## What is expected
Find the word "slideX" in the data, then copy each line where it is found.

◇ ◇ ◇

//! Part naming conventions inside a presentation package.

use regex::Regex;
use std::cmp::Ordering;
use std::sync::LazyLock;

/// Prefix shared by every slide part.
pub const SLIDE_PART_PREFIX: &str = "ppt/slides/slide";

/// First run of digits in a part path.
static SLIDE_NUMBER_REGEX: LazyLock<Regex> = LazyLock::new(|| Regex::new(r"[0-9]+").unwrap());

/// Notes part paired with a slide, e.g. `ppt/notesSlides/notesSlide3.xml`.
pub fn notes_part(slide_part: &str) -> String {
    slide_part.replacen("/slides/slide", "/notesSlides/notesSlide", 1)
}

/// Relationship part paired with a slide, e.g. `ppt/slides/_rels/slide3.xml.rels`.
pub fn rels_part(slide_part: &str) -> String {
    format!("{}.rels", slide_part.replacen("/slides/", "/slides/_rels/", 1))
}

/// Slide number taken from the first run of digits in the path.
pub fn slide_number(path: &str) -> Option<u64> {
    SLIDE_NUMBER_REGEX
        .find(path)
        .and_then(|m| m.as_str().parse().ok())
}

/// Slide parts from a package listing, in numeric slide order.
///
/// Paths without a number sort last, by name.
pub fn slide_parts<S: AsRef<str>>(files: &[S]) -> Vec<String> {
    let mut slides: Vec<(String, Option<u64>)> = files
        .iter()
        .map(|path| path.as_ref())
        .filter(|path| path.starts_with(SLIDE_PART_PREFIX))
        .map(|path| (path.to_string(), slide_number(path)))
        .collect();

    slides.sort_by(|a, b| match (a.1, b.1) {
        (Some(na), Some(nb)) => na.cmp(&nb).then_with(|| a.0.cmp(&b.0)),
        (Some(_), None) => Ordering::Less,
        (None, Some(_)) => Ordering::Greater,
        (None, None) => a.0.cmp(&b.0),
    });

    slides.into_iter().map(|(path, _)| path).collect()
}

#[cfg(test)]
mod tests {
    use super::*;

    #[test]
    fn test_paired_parts() {
        assert_eq!(notes_part("ppt/slides/slide3.xml"), "ppt/notesSlides/notesSlide3.xml");
        assert_eq!(rels_part("ppt/slides/slide3.xml"), "ppt/slides/_rels/slide3.xml.rels");
    }

    #[test]
    fn test_slide_number() {
        assert_eq!(slide_number("ppt/slides/slide1.xml"), Some(1));
        assert_eq!(slide_number("ppt/slides/slide123.xml"), Some(123));
        assert_eq!(slide_number("ppt/slides/slide.xml"), None);
    }

    #[test]
    fn test_slide_parts_numeric_order() {
        let files = vec![
            "[Content_Types].xml",
            "ppt/slides/slide2.xml",
            "ppt/slides/_rels/slide2.xml.rels",
            "ppt/slides/slide10.xml",
            "ppt/notesSlides/notesSlide1.xml",
            "ppt/slides/slide1.xml",
            "ppt/slideLayouts/slideLayout1.xml",
        ];
        assert_eq!(
            slide_parts(&files),
            vec!["ppt/slides/slide1.xml", "ppt/slides/slide2.xml", "ppt/slides/slide10.xml"]
        );
    }

    #[test]
    fn test_slide_parts_unnumbered_last() {
        let files = vec!["ppt/slides/slideX.xml".to_string(), "ppt/slides/slide4.xml".to_string()];
        assert_eq!(slide_parts(&files), vec!["ppt/slides/slide4.xml", "ppt/slides/slideX.xml"]);
    }
}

◇ ◇ ◇

## Answer for the task
        let files = vec!["ppt/slides/slideX.xml".to_string(), "ppt/slides/slide4.xml".to_string()];
        assert_eq!(slide_parts(&files), vec!["ppt/slides/slide4.xml", "ppt/slides/slideX.xml"]);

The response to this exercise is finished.